But it also lists and says that "A()" is a temporary, and "*this" refers to
that temporary object. Thus we try to bind a temporary object to "the
returned value".

> Further, 3.10 explains lvalues, prvalues, etc... with the following
> examples:
>
> "As another example, the result of calling a function whose return type
> is an lvalue reference is an lvalue"
>
> "The result of calling a function whose return type is not a reference
> is a prvalue"
>
> "*this" is not a prvalue but a lvalue, and "return *this" will
> not create a temporary.
>

It doesn't need to create a temporary. The temporary was already created by
the functional cast.

> Back to the questionable text.
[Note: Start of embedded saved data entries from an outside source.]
// SPDX-License-Identifier: MIT
// Copyright (c) 2025 Jesof

//! Authenticated session against the AmpliFi web UI
//!
//! Login is a CSRF-protected form post that leaves a session cookie behind. Status
//! requests additionally need an info token scraped from `/info.php`. Both are cached
//! until [`RouterSession::reset_auth`] is called, which every failed poll does.

use reqwest::cookie::{CookieStore, Jar};
use reqwest::header::HeaderValue;
use reqwest::{Client, Response, StatusCode, Url, redirect};
use secrecy::{ExposeSecret, SecretString};
use std::sync::{Arc, PoisonError, RwLock};
use std::time::Duration;

use crate::error::{AppError, Result, Stage};

use super::scrape::{RegexScraper, TokenScraper};

/// Timeout applied to every request sent to the router
pub const REQUEST_TIMEOUT: Duration = Duration::from_secs(10);

/// Cookie jar that can be emptied in place
///
/// `reqwest`'s jar has no way to forget cookies, so the inner jar is swapped out instead.
#[derive(Default)]
struct SessionCookies {
    jar: RwLock<Jar>,
}

impl SessionCookies {
    fn clear(&self) {
        let mut jar = self.jar.write().unwrap_or_else(PoisonError::into_inner);
        *jar = Jar::default();
    }
}

impl CookieStore for SessionCookies {
    fn set_cookies(&self, cookie_headers: &mut dyn Iterator<Item = &HeaderValue>, url: &Url) {
        self.jar
            .read()
            .unwrap_or_else(PoisonError::into_inner)
            .set_cookies(cookie_headers, url);
    }

    fn cookies(&self, url: &Url) -> Option<HeaderValue> {
        self.jar
            .read()
            .unwrap_or_else(PoisonError::into_inner)
            .cookies(url)
    }
}

/// Router pages used by the exporter
#[derive(Debug, Clone)]
pub(super) struct Endpoints {
    pub(super) login: Url,
    pub(super) info: Url,
    pub(super) info_async: Url,
}

impl Endpoints {
    fn new(base_url: &Url) -> Result<Self> {
        let join = |path: &str| {
            base_url
                .join(path)
                .map_err(|e| AppError::Config(format!("Invalid router URL '{base_url}': {e}")))
        };
        Ok(Self {
            login: join("/login.php")?,
            info: join("/info.php")?,
            info_async: join("/info-async.php")?,
        })
    }
}

/// Session state for one router
pub struct RouterSession {
    base_url: Url,
    password: SecretString,
    scraper: Box<dyn TokenScraper>,
    cookies: Arc<SessionCookies>,
    pub(super) client: Client,
    pub(super) endpoints: Endpoints,
    info_token: Option<String>,
    authenticated: bool,
}

impl RouterSession {
    /// Creates an unauthenticated session using the default token scraper
    ///
    /// # Errors
    ///
    /// Returns a configuration error if the HTTP client cannot be built.
    pub fn new(base_url: Url, password: SecretString) -> Result<Self> {
        Self::with_scraper(base_url, password, Box::new(RegexScraper))
    }

    /// Creates an unauthenticated session with a custom token scraper
    ///
    /// # Errors
    ///
    /// Returns a configuration error if the HTTP client cannot be built.
    pub fn with_scraper(
        base_url: Url,
        password: SecretString,
        scraper: Box<dyn TokenScraper>,
    ) -> Result<Self> {
        Self::build(base_url, password, scraper, REQUEST_TIMEOUT)
    }

    /// Session with a non-default per-request timeout
    #[cfg(test)]
    pub(crate) fn with_timeout(
        base_url: Url,
        password: SecretString,
        timeout: Duration,
    ) -> Result<Self> {
        Self::build(base_url, password, Box::new(RegexScraper), timeout)
    }

    fn build(
        base_url: Url,
        password: SecretString,
        scraper: Box<dyn TokenScraper>,
        timeout: Duration,
    ) -> Result<Self> {
        let cookies = Arc::new(SessionCookies::default());
        // Redirects are not followed: a 302 after login is the success signal, and a
        // redirect on a status page means the session went stale.
        let client = Client::builder()
            .cookie_provider(cookies.clone())
            .redirect(redirect::Policy::none())
            .timeout(timeout)
            .no_proxy()
            .build()
            .map_err(|e| AppError::Config(format!("Failed to build HTTP client: {e}")))?;
        let endpoints = Endpoints::new(&base_url)?;

        Ok(Self {
            base_url,
            password,
            scraper,
            cookies,
            client,
            endpoints,
            info_token: None,
            authenticated: false,
        })
    }

    #[must_use]
    pub fn base_url(&self) -> &Url {
        &self.base_url
    }

    /// True once a login succeeded and its cookie is still held
    #[must_use]
    pub fn is_authenticated(&self) -> bool {
        self.authenticated && self.has_session_cookie()
    }

    fn has_session_cookie(&self) -> bool {
        self.cookies.cookies(&self.base_url).is_some()
    }

    /// Logs in unless a session cookie is already held
    ///
    /// Cookie freshness is not checked; a stale cookie shows up as a failed request
    /// later in the cycle.
    ///
    /// # Errors
    ///
    /// Returns a transport, status, parse or authentication error. The session is
    /// reset before the error is returned.
    pub async fn ensure_session(&mut self) -> Result<()> {
        if self.has_session_cookie() {
            tracing::trace!("Reusing router session for {}", self.base_url);
            return Ok(());
        }

        match self.login().await {
            Ok(()) => {
                self.authenticated = true;
                tracing::debug!("Logged in to router at {}", self.base_url);
                Ok(())
            }
            Err(e) => {
                self.reset_auth();
                Err(e)
            }
        }
    }

    async fn login(&self) -> Result<()> {
        tracing::trace!("Fetching login page {}", self.endpoints.login);
        let response = self
            .client
            .get(self.endpoints.login.clone())
            .send()
            .await
            .map_err(|e| AppError::transport(Stage::LoginPage, e))?;
        let (status, page) = read_body(Stage::LoginPage, response).await?;
        if status != StatusCode::OK {
            return Err(AppError::status(Stage::LoginPage, status.as_u16(), &page));
        }

        let csrf = self.scraper.csrf_token(&page).ok_or_else(|| {
            AppError::parse(Stage::LoginPage, "no input named 'token' on login page")
        })?;
        tracing::trace!("Found CSRF token ({} chars)", csrf.len());

        let response = self
            .client
            .post(self.endpoints.login.clone())
            .form(&[
                ("token", csrf.as_str()),
                ("password", self.password.expose_secret()),
            ])
            .send()
            .await
            .map_err(|e| AppError::transport(Stage::Login, e))?;

        let status = response.status();
        if status == StatusCode::OK || status.is_redirection() {
            return Ok(());
        }
        let (_, body) = read_body(Stage::Login, response).await?;
        Err(AppError::authentication(
            Stage::Login,
            format!("router answered {}: {body}", status.as_u16()),
        ))
    }

    /// Returns the info token, fetching it on first use after login
    ///
    /// # Errors
    ///
    /// Returns a transport or status error when `/info.php` cannot be loaded and a
    /// parse error when the page carries no token.
    pub async fn info_token(&mut self) -> Result<String> {
        if let Some(token) = &self.info_token {
            return Ok(token.clone());
        }

        tracing::trace!("Fetching info page {}", self.endpoints.info);
        let response = self
            .client
            .get(self.endpoints.info.clone())
            .send()
            .await
            .map_err(|e| AppError::transport(Stage::InfoPage, e))?;
        let (status, page) = read_body(Stage::InfoPage, response).await?;
        if status != StatusCode::OK {
            return Err(AppError::status(Stage::InfoPage, status.as_u16(), &page));
        }

        let token = self
            .scraper
            .info_token(&page)
            .ok_or_else(|| AppError::parse(Stage::InfoPage, "no hex token in info page script"))?;
        tracing::debug!("Cached info token for {}", self.base_url);
        self.info_token = Some(token.clone());
        Ok(token)
    }

    /// Drops cookies and the cached info token so the next cycle logs in again
    pub fn reset_auth(&mut self) {
        if self.authenticated || self.info_token.is_some() {
            tracing::debug!("Resetting router session for {}", self.base_url);
        }
        self.cookies.clear();
        self.info_token = None;
        self.authenticated = false;
    }
}

pub(super) async fn read_body(stage: Stage, response: Response) -> Result<(StatusCode, String)> {
    let status = response.status();
    let body = response
        .text()
        .await
        .map_err(|e| AppError::transport(stage, e))?;
    Ok((status, body))
}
I believe that it refers to
> the following example:
>
> const A & h() { return A(); }
>
> A temporary is created and bound to the returned reference which
> will in fact create a dangling reference because the lifetime of
> the created temporary object is not extended (which we all know).
> I have no idea why is this case covered in such a way - without
> mentioning that it is bad for our health. It makes me thing whether
> I'm interpreting all this right...
>
Yes, i too think it refers to that example. As i said at the very beginning,
my "interpretation" is pointing to a possible defect of the Standard. I'm
not saying that in my example the object should be destroyed at "return
*this". But i'm saying that the possibly defective text says that.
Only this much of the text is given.